Jumlah pelanggar lalu lintas di DKI Jakarta rupanya semakin tinggi. Bahkan, jumlah pelanggar pada tahun 2018 naik 24 persen dibandingkan tahun 2017.

Selasa, 19 Maret 2019 15:45
Polisi melakukan penindakan saat Operasi Zebra 2018 (Liputan6.com)
Editor : Dini Arining Tyas
Reporter : Muhammad Ikbal

Otosia.com - Sebagai kota metropolitan, populasi kendaraan di DKI Jakarta terbilang tinggi. Baik kendaraan roda dua ataupun roda empat, mulai kendaraan pribadi, angkutan barang, hingga angkutan umum.
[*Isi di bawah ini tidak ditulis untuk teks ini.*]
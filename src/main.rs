use chat_dashboard::{
    config::Settings,
    db, handlers,
    store::{MemoryStore, PgStore, Store},
    AppState,
};
use std::sync::Arc;

#[tokio::main]
async fn main() -> Result<(), Box<dyn std::error::Error>> {
    // Load environment variables from .env file
    dotenvy::dotenv().ok();

    init_logging()?;

    let settings = Settings::from_env();

    let store: Arc<dyn Store> = match settings.database_url.as_deref() {
        Some(database_url) => {
            let pool = db::create_pool(database_url, settings.db_max_connections).await?;
            tracing::info!("✅ Connected to PostgreSQL");
            Arc::new(PgStore::new(pool))
        }
        None => {
            tracing::warn!("DATABASE_URL not set - using the in-memory store; data is lost on restart");
            Arc::new(MemoryStore::with_models([settings.default_model_tag.as_str(), "gpt-4", "gpt-3.5"]))
        }
    };

    let routes = settings.routes();
    tracing::info!("Dashboard: {}  Chat: {}  Login: {}", routes.dashboard, routes.chat, routes.login);

    let bind_addr = settings.bind_addr.clone();
    let shared_state = Arc::new(AppState::new(store, settings));
    let app = handlers::router(shared_state);

    // ConnectInfo gives the request logger the peer address
    let listener = tokio::net::TcpListener::bind(&bind_addr).await?;
    tracing::info!("listening on {}", listener.local_addr()?);
    axum::serve(listener, app.into_make_service_with_connect_info::<std::net::SocketAddr>()).await?;

    Ok(())
}

fn init_logging() -> Result<(), Box<dyn std::error::Error>> {
    use tracing_subscriber::{fmt, layer::SubscriberExt, util::SubscriberInitExt, EnvFilter, Layer};

    let log_level = std::env::var("RUST_LOG").unwrap_or_else(|_| {
        if cfg!(debug_assertions) {
            "debug,chat_dashboard=trace,sqlx=info,hyper=info,tower=info".to_string()
        } else {
            "info,chat_dashboard=info,sqlx=warn,hyper=warn,tower=warn".to_string()
        }
    });

    let env_filter = EnvFilter::try_from_default_env().or_else(|_| EnvFilter::try_new(&log_level))?;

    // JSON for log aggregation, human-readable otherwise
    let fmt_layer = if std::env::var("LOG_FORMAT").as_deref() == Ok("json") {
        fmt::layer()
            .json()
            .with_current_span(true)
            .with_span_list(false)
            .with_target(true)
            .with_thread_ids(true)
            .boxed()
    } else {
        fmt::layer()
            .with_target(true)
            .with_file(true)
            .with_line_number(true)
            .boxed()
    };

    tracing_subscriber::registry().with(env_filter).with(fmt_layer).try_init()?;

    tracing::info!("💬 chat-dashboard starting up...");
    tracing::info!("Version: {}", env!("CARGO_PKG_VERSION"));
    tracing::info!("Build mode: {}", if cfg!(debug_assertions) { "development" } else { "production" });
    tracing::info!("Log level: {}", log_level);
    tracing::info!(
        "Configuration - Database: {}, JWT secret: {}",
        if std::env::var("DATABASE_URL").is_ok() { "✅" } else { "❌" },
        if std::env::var("JWT_SECRET").is_ok() { "✅" } else { "❌ (development default)" }
    );

    Ok(())
}
use axum::{
    extract::{MatchedPath, Request},
    middleware::Next,
    response::Response,
};
use std::time::Instant;
use uuid::Uuid;

/// Request logging middleware that adds structured logging for all HTTP requests
pub async fn request_logging_middleware(req: Request, next: Next) -> Response {
    let start = Instant::now();
    let request_id = Uuid::new_v4().to_string();

    let method = req.method().clone();
    let uri = req.uri().clone();
    let matched_path = req
        .extensions()
        .get::<MatchedPath>()
        .map(|mp| mp.as_str().to_owned())
        .unwrap_or_else(|| "unknown".to_owned());
    let remote_addr = req
        .extensions()
        .get::<axum::extract::ConnectInfo<std::net::SocketAddr>>()
        .map(|ci| ci.0.to_string())
        .unwrap_or_else(|| "unknown".to_string());

    tracing::info!(
        request_id = %request_id,
        method = %method,
        path = %matched_path,
        uri = %uri,
        remote_addr = %remote_addr,
        "incoming request"
    );

    let response = next.run(req).await;

    let duration = start.elapsed();
    let status = response.status();

    match status.as_u16() {
        400..=499 => {
            tracing::warn!(
                request_id = %request_id,
                method = %method,
                path = %matched_path,
                status = %status.as_u16(),
                duration_ms = %duration.as_millis(),
                "request completed (client error)"
            );
        }
        500..=599 => {
            tracing::error!(
                request_id = %request_id,
                method = %method,
                path = %matched_path,
                status = %status.as_u16(),
                duration_ms = %duration.as_millis(),
                "request completed (server error)"
            );
        }
        _ => {
            tracing::info!(
                request_id = %request_id,
                method = %method,
                path = %matched_path,
                status = %status.as_u16(),
                duration_ms = %duration.as_millis(),
                "request completed"
            );
        }
    }

    response
}
// lib.rs - Main library file that exports all modules
pub mod client;
pub mod config;
pub mod db;
pub mod error;
pub mod handlers;
pub mod middleware;
pub mod models;
pub mod rpc;
pub mod services;
pub mod store;

use config::Settings;
use services::{chat::ChatService, responder::EchoResponder};
use std::sync::Arc;
use store::Store;

// AppState holds the store handle, the chat service built on it, and settings
pub struct AppState {
    pub store: Arc<dyn Store>,
    pub chat: ChatService,
    pub settings: Settings,
}

impl AppState {
    pub fn new(store: Arc<dyn Store>, settings: Settings) -> Self {
        let chat = ChatService::new(store.clone(), Arc::new(EchoResponder));
        Self { store, chat, settings }
    }
}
Tingginya populasi kendaraan bermotor itu rupanya diimbangi dengan tingginya angka pelanggaran lalu lintas. Menurut data Ditlantas Polda Metro jaya, tahun 2018 jumlah palanggaran di DKI Jakarta dan sekitarnya mencapai 1.617.566.
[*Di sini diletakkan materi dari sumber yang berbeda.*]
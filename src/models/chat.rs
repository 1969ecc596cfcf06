// src/models/chat.rs
use chrono::{DateTime, Utc};
use serde::{Deserialize, Serialize};
use std::fmt;
use std::str::FromStr;
use uuid::Uuid;

/// Author id carried by messages synthesized on the client (welcome, errors).
pub const SYSTEM_AUTHOR: &str = "system";
/// Author id carried by assistant replies rendered on the client.
pub const ASSISTANT_AUTHOR: &str = "assistant";

#[derive(Debug, Clone, Copy, PartialEq, Eq, Hash, Serialize, Deserialize)]
#[serde(rename_all = "lowercase")]
pub enum Role {
    User,
    Assistant,
    System,
}

impl Role {
    pub fn as_str(&self) -> &'static str {
        match self {
            Role::User => "user",
            Role::Assistant => "assistant",
            Role::System => "system",
        }
    }

    /// Only user prompts and assistant replies ever reach the store.
    pub fn is_persistable(&self) -> bool {
        matches!(self, Role::User | Role::Assistant)
    }
}

impl fmt::Display for Role {
    fn fmt(&self, f: &mut fmt::Formatter<'_>) -> fmt::Result {
        f.write_str(self.as_str())
    }
}

impl FromStr for Role {
    type Err = String;

    fn from_str(role: &str) -> Result<Self, Self::Err> {
        match role {
            "user" => Ok(Role::User),
            "assistant" => Ok(Role::Assistant),
            "system" => Ok(Role::System),
            other => Err(format!("unknown message role '{}'", other)),
        }
    }
}

/// A chat message as returned by `chat.history` and rendered by clients.
#[derive(Debug, Clone, PartialEq, Eq, Serialize, Deserialize)]
pub struct Message {
    pub user_id: String,
    pub model_tag: String,
    pub role: Role,
    pub content: String,
    pub created_at: DateTime<Utc>,
}

impl Message {
    /// Client-only message with no model association.
    pub fn synthetic(role: Role, content: impl Into<String>) -> Self {
        Self {
            user_id: SYSTEM_AUTHOR.to_string(),
            model_tag: String::new(),
            role,
            content: content.into(),
            created_at: Utc::now(),
        }
    }
}

/// A message about to be appended to the store.
#[derive(Debug, Clone)]
pub struct NewMessage {
    pub user_id: Uuid,
    pub model_tag: String,
    pub role: Role,
    pub content: String,
    pub created_at: DateTime<Utc>,
}

impl NewMessage {
    pub fn user(user_id: Uuid, model_tag: &str, content: &str, created_at: DateTime<Utc>) -> Self {
        Self {
            user_id,
            model_tag: model_tag.to_string(),
            role: Role::User,
            content: content.to_string(),
            created_at,
        }
    }

    pub fn assistant(user_id: Uuid, model_tag: &str, content: &str, created_at: DateTime<Utc>) -> Self {
        Self {
            role: Role::Assistant,
            ..Self::user(user_id, model_tag, content, created_at)
        }
    }

    pub fn into_message(self) -> Message {
        Message {
            user_id: self.user_id.to_string(),
            model_tag: self.model_tag,
            role: self.role,
            content: self.content,
            created_at: self.created_at,
        }
    }
}
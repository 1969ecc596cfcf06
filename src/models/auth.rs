use serde::{Deserialize, Serialize};
use sqlx::FromRow;
use uuid::Uuid;

#[derive(Debug, Clone, Serialize, Deserialize, FromRow)]
pub struct User {
    pub id: Uuid,
    pub email: String,
    pub password_hash: String,
    pub created_at: chrono::DateTime<chrono::Utc>,
}

#[derive(Debug, Clone, Serialize, Deserialize)]
pub struct UserResponse {
    pub id: Uuid,
    pub email: String,
    pub created_at: chrono::DateTime<chrono::Utc>,
}

#[derive(Debug, Serialize, Deserialize)]
pub struct SignUpRequest {
    pub email: String,
    pub password: String,
    pub confirm_password: String,
}

#[derive(Debug, Serialize, Deserialize)]
pub struct LoginRequest {
    pub email: String,
    pub password: String,
}

#[derive(Debug, Serialize, Deserialize)]
pub struct AuthResponse {
    pub success: bool,
    pub message: String,
    pub user: UserResponse,
    pub token: String,
}

#[derive(Debug, Serialize, Deserialize)]
pub struct ErrorResponse {
    pub success: bool,
    pub message: String,
}

#[derive(Debug, Clone, Serialize, Deserialize)]
pub struct Claims {
    pub sub: String,  // Subject (user id)
    pub email: String,
    pub exp: usize,   // Expiration time
    pub iat: usize,   // Issued at
}

impl From<User> for UserResponse {
    fn from(user: User) -> Self {
        UserResponse {
            id: user.id,
            email: user.email,
            created_at: user.created_at,
        }
    }
}
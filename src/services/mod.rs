pub mod chat;
pub mod responder;
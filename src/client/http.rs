// src/client/http.rs
use super::{ChatApi, ClientError};
use crate::models::{
    auth::{AuthResponse, ErrorResponse, LoginRequest, SignUpRequest, UserResponse},
    catalog::Model,
    chat::Message,
};
use crate::rpc::{Call, Envelope, Reply, RpcError, RpcRequest, RpcResponse, SendInput, SendOutput, RPC_PATH};
use async_trait::async_trait;
use std::sync::atomic::{AtomicU32, Ordering};
use std::time::Duration;

const REQUEST_TIMEOUT: Duration = Duration::from_secs(30);

/// Outcomes of the dashboard's initial calls; each can fail on its own.
pub struct Prefetched {
    pub models: Result<Vec<Model>, ClientError>,
    pub history: Result<Vec<Message>, ClientError>,
}

pub struct HttpRpcClient {
    http: reqwest::Client,
    base_url: String,
    token: Option<String>,
    next_id: AtomicU32,
}

impl HttpRpcClient {
    pub fn new(base_url: &str) -> Result<Self, ClientError> {
        let http = reqwest::Client::builder().timeout(REQUEST_TIMEOUT).build()?;
        Ok(Self {
            http,
            base_url: base_url.trim_end_matches('/').to_string(),
            token: None,
            next_id: AtomicU32::new(1),
        })
    }

    pub fn is_signed_in(&self) -> bool {
        self.token.is_some()
    }

    pub async fn sign_in(&mut self, email: &str, password: &str) -> Result<UserResponse, ClientError> {
        let request = LoginRequest {
            email: email.to_string(),
            password: password.to_string(),
        };
        self.authenticate("/api/auth/login", &request).await
    }

    pub async fn sign_up(&mut self, email: &str, password: &str, confirm_password: &str) -> Result<UserResponse, ClientError> {
        let request = SignUpRequest {
            email: email.to_string(),
            password: password.to_string(),
            confirm_password: confirm_password.to_string(),
        };
        self.authenticate("/api/auth/sign-up", &request).await
    }

    pub fn sign_out(&mut self) {
        self.token = None;
    }

    pub async fn current_user(&self) -> Result<Option<UserResponse>, ClientError> {
        let Some(token) = &self.token else {
            return Ok(None);
        };
        let response = self
            .http
            .get(format!("{}/api/auth/me", self.base_url))
            .bearer_auth(token)
            .send()
            .await?;

        if response.status() == reqwest::StatusCode::UNAUTHORIZED {
            return Ok(None);
        }
        if !response.status().is_success() {
            return Err(auth_failure(response).await);
        }
        Ok(Some(response.json::<UserResponse>().await?))
    }

    /// Models and history in a single round trip.
    pub async fn prefetch(&self) -> Result<Prefetched, ClientError> {
        let mut results = self.call_batch(vec![Call::ListModels, Call::History]).await?.into_iter();
        let (Some(models), Some(history)) = (results.next(), results.next()) else {
            return Err(ClientError::Protocol("batch reply is missing entries".to_string()));
        };
        Ok(Prefetched {
            models: models.map_err(ClientError::from).and_then(expect_models),
            history: history.map_err(ClientError::from).and_then(expect_history),
        })
    }

    /// Sends `calls` in one request and returns their outcomes in call order.
    pub async fn call_batch(&self, calls: Vec<Call>) -> Result<Vec<Result<Reply, RpcError>>, ClientError> {
        let requests: Vec<RpcRequest> = calls
            .into_iter()
            .map(|call| RpcRequest {
                id: self.next_id.fetch_add(1, Ordering::Relaxed),
                call,
            })
            .collect();
        let ids: Vec<u32> = requests.iter().map(|r| r.id).collect();

        let mut builder = self
            .http
            .post(format!("{}{}", self.base_url, RPC_PATH))
            .json(&Envelope::Batch(requests));
        if let Some(token) = &self.token {
            builder = builder.bearer_auth(token);
        }

        let response = builder.send().await?;
        let status = response.status();
        if !status.is_success() {
            return Err(ClientError::Protocol(format!("rpc endpoint returned {}", status)));
        }

        let mut responses = match response.json::<Envelope<RpcResponse>>().await? {
            Envelope::Batch(responses) => responses,
            Envelope::Single(response) => vec![response],
        };
        match_responses(&ids, &mut responses)
    }

    async fn call(&self, call: Call) -> Result<Reply, ClientError> {
        let procedure = call.procedure();
        let outcome = self
            .call_batch(vec![call])
            .await?
            .pop()
            .ok_or_else(|| ClientError::Protocol(format!("no reply for {}", procedure)))?;
        Ok(outcome?)
    }

    async fn authenticate<T: serde::Serialize>(&mut self, path: &str, body: &T) -> Result<UserResponse, ClientError> {
        let response = self
            .http
            .post(format!("{}{}", self.base_url, path))
            .json(body)
            .send()
            .await?;

        if !response.status().is_success() {
            return Err(auth_failure(response).await);
        }

        let auth = response.json::<AuthResponse>().await?;
        tracing::debug!(user_id = %auth.user.id, "authenticated");
        self.token = Some(auth.token);
        Ok(auth.user)
    }
}

async fn auth_failure(response: reqwest::Response) -> ClientError {
    let status = response.status();
    match response.json::<ErrorResponse>().await {
        Ok(body) => ClientError::Auth(body.message),
        Err(_) => ClientError::Auth(format!("authentication failed ({})", status)),
    }
}

/// Orders `responses` to follow `ids`.
fn match_responses(ids: &[u32], responses: &mut Vec<RpcResponse>) -> Result<Vec<Result<Reply, RpcError>>, ClientError> {
    ids.iter()
        .map(|id| {
            let index = responses
                .iter()
                .position(|r| r.id == *id)
                .ok_or_else(|| ClientError::Protocol(format!("no reply for call {}", id)))?;
            Ok(responses.swap_remove(index).into_result())
        })
        .collect()
}

fn expect_send(reply: Reply) -> Result<SendOutput, ClientError> {
    match reply {
        Reply::Send(output) => Ok(output),
        other => Err(unexpected(&other)),
    }
}

fn expect_history(reply: Reply) -> Result<Vec<Message>, ClientError> {
    match reply {
        Reply::History(messages) => Ok(messages),
        other => Err(unexpected(&other)),
    }
}

fn expect_models(reply: Reply) -> Result<Vec<Model>, ClientError> {
    match reply {
        Reply::ListModels(models) => Ok(models),
        other => Err(unexpected(&other)),
    }
}

fn unexpected(reply: &Reply) -> ClientError {
    let procedure = match reply {
        Reply::Send(_) => crate::rpc::SEND,
        Reply::History(_) => crate::rpc::HISTORY,
        Reply::ListModels(_) => crate::rpc::LIST_MODELS,
    };
    ClientError::Protocol(format!("unexpected {} reply", procedure))
}

#[async_trait]
impl ChatApi for HttpRpcClient {
    async fn send(&self, input: SendInput) -> Result<SendOutput, ClientError> {
        self.call(Call::Send(input)).await.and_then(expect_send)
    }

    async fn history(&self) -> Result<Vec<Message>, ClientError> {
        self.call(Call::History).await.and_then(expect_history)
    }

    async fn list_models(&self) -> Result<Vec<Model>, ClientError> {
        self.call(Call::ListModels).await.and_then(expect_models)
    }
}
Angka tersebut meningkat sekitar 24,13 persen dari tahun 2017 yang mencapai 1.303.157 pelanggaran. Tapi tak semua pelanggar mendapatkan tindakan penilangan, beberapa hanya diberi teguran.

"Jumlah pelanggaran di 2018 mengalami peningkatan sekitar 24 persen dibanding 2017. Tentu peningkatan ini bukanlah sebuah hal yang positif melainkan sebuah catatan serius bagi kita semua para stake holder yang memiliki peranan untuk menurunkan angka itu," ujar Kasubdit Gakkum Ditlantas Polda Metro Jaya, Kompol Muhammad Nasir.

Nasir melanjutkan, mayoritas jenis pelanggaran sebenaranya bersifat sepele. Seperti melanggar rambu lalu lintas, melawan arah, tidak memakai helm, dan menerobos lampu lalu lintas. Namun begitu, pelanggaran yang terkesan sepele itu justru semakin berbahaya dan bisa menyebabkan kecelakaan fatal.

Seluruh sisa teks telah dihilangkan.